[Saved entries]
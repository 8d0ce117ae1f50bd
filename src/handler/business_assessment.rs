use std::str::FromStr as _;

use bigdecimal::BigDecimal;
use chrono::Utc;
use futures::future::try_join_all;
use serde::{Deserialize, Serialize};

use crate::{
    calculation::business::{assess, BusinessTax},
    configuration::{AppState, State},
    error::Error,
    helpers::{validate_year, Business_Category},
    model::{Business, Business_Assessment, Quarterly},
};

#[derive(Debug, Clone, Deserialize)]
pub struct Business_Assessment_Input {
    pub tax_year: i32,
    pub gross_sales: BigDecimal,
}

#[derive(Debug, Serialize)]
pub struct Assessment_With_Quarters {
    #[serde(flatten)]
    pub assessment: Business_Assessment,
    pub quarters: Vec<Quarterly>,
}

pub fn plan(
    business: &Business,
    input: &Business_Assessment_Input,
) -> Result<BusinessTax, Error> {
    let year = validate_year(input.tax_year)?;
    let category = Business_Category::from_str(&business.category)?;
    assess(category, year, &input.gross_sales)
}

pub async fn save(
    app_state: &AppState<State>,
    business_id: i64,
    input: Business_Assessment_Input,
) -> Result<i64, Error> {
    let database = &app_state.database;
    let year = validate_year(input.tax_year)?;
    let mut transaction = database.pool.begin().await?;

    let business = database
        .business
        .lock(business_id, &mut transaction)
        .await?
        .ok_or_else(|| {
            Error::NotFound(format!("business {} not found", business_id))
        })?;

    if database
        .business_assessment
        .is_exists(business.id, year, &mut transaction)
        .await?
    {
        return Err(Error::InvalidState(format!(
            "business {} is already assessed for {}",
            business.business_name, year
        )));
    }

    let tax = plan(&business, &input)?;

    let assessment = Business_Assessment {
        id: 0,
        business_id: business.id,
        tax_year: year,
        gross_sales: tax.gross_sales.clone(),
        tax_rate: tax.tax_rate.clone(),
        business_tax: tax.business_tax.clone(),
        mayors_permit: tax.mayors_permit.clone(),
        sanitary_fee: tax.sanitary_fee.clone(),
        total: tax.total.clone(),
        created_at: Utc::now(),
    };
    let assessment_id = database
        .business_assessment
        .insert(&assessment, &mut transaction)
        .await?;

    database
        .business_quarterly
        .insert_installments(assessment_id, year, &tax.installments, &mut transaction)
        .await?;

    transaction.commit().await?;

    tracing::info!(
        "Assessed business {} for {}: total {}",
        business.business_name,
        year,
        tax.total
    );

    Ok(assessment_id)
}

pub async fn get_by_business(
    app_state: &AppState<State>,
    business_id: i64,
) -> Result<Vec<Assessment_With_Quarters>, Error> {
    let database = &app_state.database;

    if database.business.get(business_id).await?.is_none() {
        return Err(Error::NotFound(format!(
            "business {} not found",
            business_id
        )));
    }

    let assessments = database
        .business_assessment
        .get_by_business(business_id)
        .await?;

    let quarters = try_join_all(
        assessments
            .iter()
            .map(|item| database.business_quarterly.get_by_parent(item.id)),
    )
    .await?;

    let data = assessments
        .into_iter()
        .zip(quarters)
        .map(|(assessment, quarters)| Assessment_With_Quarters {
            assessment,
            quarters,
        })
        .collect();

    Ok(data)
}

#[cfg(test)]
mod tests {
    use super::*;
    use std::str::FromStr;

    fn business(category: &str) -> Business {
        Business {
            id: 5,
            owner_name: String::from("Jose Rizal"),
            business_name: String::from("Rizal Sari-Sari"),
            address: String::from("Mabini St."),
            category: category.to_owned(),
            tin: None,
            status: String::from("active"),
            registered_at: Utc::now(),
        }
    }

    #[test]
    fn test_plan_uses_business_category() {
        let input = Business_Assessment_Input {
            tax_year: 2026,
            gross_sales: BigDecimal::from_str("650000").unwrap(),
        };
        let tax = plan(&business("retailer"), &input).unwrap();

        assert_eq!(tax.business_tax, BigDecimal::from(10500));
        assert_eq!(tax.total, BigDecimal::from(11200));
        assert_eq!(tax.installments.len(), 4);
    }

    #[test]
    fn test_plan_rejects_bad_input() {
        let input = Business_Assessment_Input {
            tax_year: 2026,
            gross_sales: BigDecimal::from(1000),
        };
        assert!(plan(&business("bakery"), &input).is_err());

        let input = Business_Assessment_Input {
            tax_year: 99,
            gross_sales: BigDecimal::from(1000),
        };
        assert!(matches!(
            plan(&business("retailer"), &input),
            Err(Error::Validation(_))
        ));
    }
}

Your goal: Answer with one number: how many lines of the entries above include the word "String".

Answer to this task: 4